I was never in control. I only had the illusion of control. When I think back on how I acted and thought, I'm ashamed. I thought I was a better person, a better Christian. I was so smug and sure in my belief that because I was "following God," that made me a better Christian. How lame is that?
I fully believe that I'm where I need to be. I fully believe that I DID listen to what God wanted me to do and I acted on it.
But just because I'm where God wants me to be does not necessarily mean that I'm doing what he wants me to do.
Mostly, I'm blissfully happy. I'm with the love of my life and I see him every day and every day I fall more and more in love with him and see his love for me in his every gesture.
A small part of me, though, thinks, is this it? What did God bring me to this place for? Why did I uproot my whole life? What is God's purpose for me in San Angelo? Is it just to give my husband the support he desperately needs? And maybe it is.... I just really wish that I could be doing something else ON TOP OF supporting my husband.
Maybe it's not for me to know.
I feel really isolated here. I'm terrified of having to step out of my comfort zone. (My home instantly becomes my comfort zone) I don't want to have to get out of the house, I don't want to have to get a job, I don't want to have to talk to people, I don't want to melt in the heat, I don't want to get to know this city (I'm only here for four more months). At the same time, I have to get out of this flipping house. I am going bonkers just sitting. I'm tired of cooking, tired of cleaning, tired of reading, tired of watching TV, tired of playing games.
I'm at war with myself.
Let me out. Let me stay in.
I have to talk to someone. I don't want to talk to anyone.
I was talking to a good friend yesterday and we talked about being stuck in your rut. As a matter of fact, she wrote on her blog that she feels like she was pulled out of her rut, changed irrevocably, then put right back in (I'm paraphrasing, her wording was way nicer), totally changed but in the same place, essentially.
I felt that way after my mom passed away last December.
I changed completely, my whole world just flipped upside down.
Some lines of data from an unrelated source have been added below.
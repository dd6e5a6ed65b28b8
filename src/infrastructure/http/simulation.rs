use anyhow::{Context, Result};
use async_trait::async_trait;
use std::sync::Arc;
use tracing::debug;

use crate::{
    domain::{
        repositories::simulation::SimulationControl,
        value_objects::enums::simulation_channels::SimulationChannel,
    },
    infrastructure::http::api_client::TwinApiClient,
};

pub struct SimulationHttp {
    api: Arc<TwinApiClient>,
}

impl SimulationHttp {
    pub fn new(api: Arc<TwinApiClient>) -> Self {
        Self { api }
    }
}

#[async_trait]
impl SimulationControl for SimulationHttp {
    async fn start(&self, channel: SimulationChannel) -> Result<()> {
        let url = self.api.endpoint(channel.start_path())?;

        let resp = self
            .api
            .http()
            .get(url)
            .send()
            .await
            .with_context(|| format!("failed to start {} simulation", channel))?;
        let resp =
            TwinApiClient::ensure_success(resp, &format!("start {} simulation", channel)).await?;

        // The body is a snapshot of the simulator state; the live values
        // arrive over the event channel.
        debug!(%channel, status = %resp.status(), "simulation: start acknowledged");
        Ok(())
    }
}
And when the dust settled and I looked around, everything was the same. Same job, same apartment, same rut, same issues.
It drove me mad. Familiarity didn't help me. I was grieving, but I was suffocating in the bubble I had created around myself. I was looking at my life with different eyes and it was flawed.
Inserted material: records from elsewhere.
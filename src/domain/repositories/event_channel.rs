use anyhow::Result;
use async_trait::async_trait;
use mockall::automock;
use tokio::sync::mpsc;

/// A server-push event transport.
///
/// Every call to `subscribe` opens its own connection; the connection lives
/// as long as the returned receiver. Payloads of events named `event_name`
/// are delivered in the order the server sent them, everything else is
/// dropped.
#[automock]
#[async_trait]
pub trait EventChannel {
    async fn subscribe(&self, event_name: &str) -> Result<mpsc::Receiver<serde_json::Value>>;
}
Robert is the one that pulled me out of my rut, because he freaking CATAPULTED out of his. I didn't even have a rut/comfort zone anymore. It was just gone.
And I'm trying my hardest to keep myself from falling into another pattern. I feel my comfort zone forming around me, but I DO NOT want to get into a rut. Nothing gets accomplished, you can't live your life the way God wants you to.
Living outside the rut is scary, though. What comes next? And will I survive it?